Video shot by CNN affiliate WPRI showed Great White performing as on-stage fireworks went off in the background. As the crowd cheered, fire engulfed the wall behind the stage and quickly spread.

Some didn’t realize fire not intentional

Initially, fans casually made their way toward the exit. Then panic broke out, according to videographer Brian Butler, who was taping the rock concert for a story on nightclub safety.

“It was that fast. As soon as the pyrotechnics stopped, the flame had started on the egg-crate [foam] backing behind the stage and it just went up the ceiling and people stood and watched it,” Butler said.

The video showed piles of people lying on top of each other, trying to push their way out of the club.

“Some people were already trying to leave and others were just sitting there going ‘Yeah that’s great!’ and I remember that statement because I was like, ‘This is not great, this is time to leave,'” the videographer said.

As the flames spread inside the one-story building, band members jumped off the stage and joined the crowd, heading toward the exit.

“We rarely use pyrotechnics,” Russell told WCVB-TV. “We use them when we get permission from the club.”

Longley, the missing guitarist and a Pennsylvania native, has been playing with the band for three years.

“We’re still looking for him,” Russell said. “I’m going to check the hospitals. That’s my main concern right now is to find him. After 25 years in show business, nothing like this has ever happened.”

“What do you say? Gee, I’m sorry? That just doesn’t cut it,” the lead singer said. “There’re no words to express how I feel right now. I’m devastated.”

‘How could this happen?’

At least 52 people were taken to nearby Kent Hospital, most in serious to critical condition with first, second and third-degree burns, a hospital spokesman said. Four patients were then flown to Boston and Worcester, Massachusetts.

Rhode Island’s Gov. Don Carcier called the incident a “terrible, terrible tragedy.”

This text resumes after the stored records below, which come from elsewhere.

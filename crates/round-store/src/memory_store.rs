//! In-memory `AccountStore`/`BlockStore` pair, used by the engine's own test
//! suite and by embedding callers that keep chain state in process. Mirrors
//! the reference workspace's `MemoryStorage` (`ippan-storage`): plain
//! `RwLock`-guarded maps, no persistence.

use std::collections::BTreeMap;

use ippan_round_types::{
    AccountDiff, AccountFilter, Address, Block, BlockId, DelegateAccount, Height, RoundId,
    RoundOp, StoreError,
};
use parking_lot::RwLock;

use crate::account_store::AccountStore;
use crate::block_store::{BlockStore, RoundSummary};
use crate::transaction::RoundTransaction;

#[derive(Default)]
pub struct InMemoryRoundStore {
    accounts: RwLock<BTreeMap<Address, DelegateAccount>>,
    blocks: RwLock<BTreeMap<Height, Block>>,
    block_marks: RwLock<BTreeMap<Height, BlockId>>,
}

impl InMemoryRoundStore {
    pub fn new() -> Self {
        Self::default()
    }

    /// Test/seed helper: insert or replace a delegate account by address.
    pub fn put_account(&self, account: DelegateAccount) {
        self.accounts.write().insert(account.address.clone(), account);
    }

    /// Test/seed helper: insert or replace a persisted block.
    pub fn put_block(&self, block: Block) {
        self.blocks.write().insert(block.height, block);
    }

    pub fn begin(&self) -> MemoryTransaction<'_> {
        MemoryTransaction {
            store: self,
            pending: Vec::new(),
        }
    }
}

impl AccountStore for InMemoryRoundStore {
    fn get(&self, filter: &AccountFilter) -> Result<DelegateAccount, StoreError> {
        self.get_all(filter)?
            .into_iter()
            .next()
            .ok_or_else(|| StoreError::AccountNotFound(format!("{filter:?}")))
    }

    fn get_all(&self, filter: &AccountFilter) -> Result<Vec<DelegateAccount>, StoreError> {
        let accounts = self.accounts.read();
        let matched: Vec<DelegateAccount> = match filter {
            AccountFilter::All => accounts.values().cloned().collect(),
            AccountFilter::ByAddress(addr) => {
                accounts.get(addr).cloned().into_iter().collect()
            }
            AccountFilter::ByPublicKey(pk) => accounts
                .values()
                .filter(|a| &a.public_key == pk)
                .cloned()
                .collect(),
            AccountFilter::VotingDelegates => accounts
                .values()
                .filter(|a| a.vote > 0)
                .cloned()
                .collect(),
            AccountFilter::WeightedDelegates => accounts
                .values()
                .filter(|a| a.votes_weight > 0)
                .cloned()
                .collect(),
        };
        Ok(matched)
    }
}

impl BlockStore for InMemoryRoundStore {
    fn sum_round(&self, n: usize, round: RoundId) -> Result<RoundSummary, StoreError> {
        let n = n as u64;
        let first = (round - 1) * n + 1;
        let last = round * n;
        let blocks = self.blocks.read();
        let mut fees = 0i64;
        let mut rewards = Vec::new();
        let mut delegates = Vec::new();
        for height in first..=last {
            let Some(block) = blocks.get(&height) else {
                break;
            };
            fees = fees
                .checked_add(block.total_fee)
                .ok_or_else(|| StoreError::Write("fee sum overflow".into()))?;
            rewards.push(block.reward);
            delegates.push(block.generator_public_key);
        }
        Ok(RoundSummary {
            fees,
            rewards,
            delegates,
        })
    }

    fn find_by_height(&self, height: Height) -> Result<Option<Block>, StoreError> {
        Ok(self.blocks.read().get(&height).copied())
    }

    fn find_by_id(&self, id: BlockId) -> Result<Option<Block>, StoreError> {
        Ok(self.blocks.read().values().find(|b| b.id == id).copied())
    }

    fn truncate_blocks(&self, from_height: Height) -> Result<(), StoreError> {
        self.blocks.write().retain(|h, _| *h <= from_height);
        self.block_marks.write().retain(|h, _| *h <= from_height);
        Ok(())
    }

    fn mark_block_id(&self, height: Height, id: BlockId) -> Result<(), StoreError> {
        self.block_marks.write().insert(height, id);
        Ok(())
    }
}

/// Buffers ops until `commit`; dropping without committing discards them,
/// which is how a failed tick leaves no durable effect (spec §5, §7).
pub struct MemoryTransaction<'a> {
    store: &'a InMemoryRoundStore,
    pending: Vec<RoundOp>,
}

impl RoundTransaction for MemoryTransaction<'_> {
    fn apply(&mut self, op: &RoundOp) -> Result<(), StoreError> {
        self.pending.push(op.clone());
        Ok(())
    }

    fn pending(&self) -> &[RoundOp] {
        &self.pending
    }
}

impl MemoryTransaction<'_> {
    pub fn commit(self) -> Result<(), StoreError> {
        for op in &self.pending {
            match op {
                RoundOp::MergeAccount { address, diff } => {
                    self.apply_merge(address, diff)?;
                }
                RoundOp::MarkBlockId { height, block_id } => {
                    self.store.mark_block_id(*height, *block_id)?;
                }
                RoundOp::TruncateBlocks { from_height } => {
                    self.store.truncate_blocks(*from_height)?;
                }
            }
        }
        Ok(())
    }

    fn apply_merge(&self, address: &Address, diff: &AccountDiff) -> Result<(), StoreError> {
        let mut accounts = self.store.accounts.write();
        let account = accounts
            .get_mut(address)
            .ok_or_else(|| StoreError::AccountNotFound(address.clone()))?;
        account
            .apply_diff(diff)
            .map_err(|e| StoreError::Write(e.to_string()))?;
        Ok(())
    }
}

#[cfg(test)]
mod tests {
    use super::*;
    use ippan_round_types::DelegateAccount;

    fn seeded_store() -> InMemoryRoundStore {
        let store = InMemoryRoundStore::new();
        let mut account = DelegateAccount::new([1u8; 32]);
        account.vote = 100;
        store.put_account(account);
        store
    }

    #[test]
    fn uncommitted_transaction_has_no_effect() {
        let store = seeded_store();
        let address = store.get(&AccountFilter::All).unwrap().address;
        let mut txn = store.begin();
        txn.apply(&RoundOp::MergeAccount {
            address: address.clone(),
            diff: AccountDiff::producer(1, 100, 5),
        })
        .unwrap();
        drop(txn);

        let account = store.get(&AccountFilter::ByAddress(address)).unwrap();
        assert_eq!(account.balance, 0);
    }

    #[test]
    fn committed_transaction_mutates_account() {
        let store = seeded_store();
        let address = store.get(&AccountFilter::All).unwrap().address;
        let mut txn = store.begin();
        txn.apply(&RoundOp::MergeAccount {
            address: address.clone(),
            diff: AccountDiff::producer(1, 100, 5),
        })
        .unwrap();
        txn.commit().unwrap();

        let account = store.get(&AccountFilter::ByAddress(address)).unwrap();
        assert_eq!(account.balance, 105);
        assert_eq!(account.produced_blocks, 1);
    }
}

“There are going to be all kinds of questions about ‘How could this happen?’ ‘Why did this happen?’ ‘How was this allowed to occur?'” the governor said. “The fire marshal says it was not permitted. So why did this go on?”

On Monday, 21 people died and more than 50 were injured in a stampede at a Chicago nightclub, after a security guard used pepper spray to break up a fight.

The worst nightclub fire in U.S. history occurred November 28, 1942, at the Cocoanut Grove nightclub in Boston, Massachusetts. That inferno, fed by decorations in the ritzy nightspot, left 492 people dead.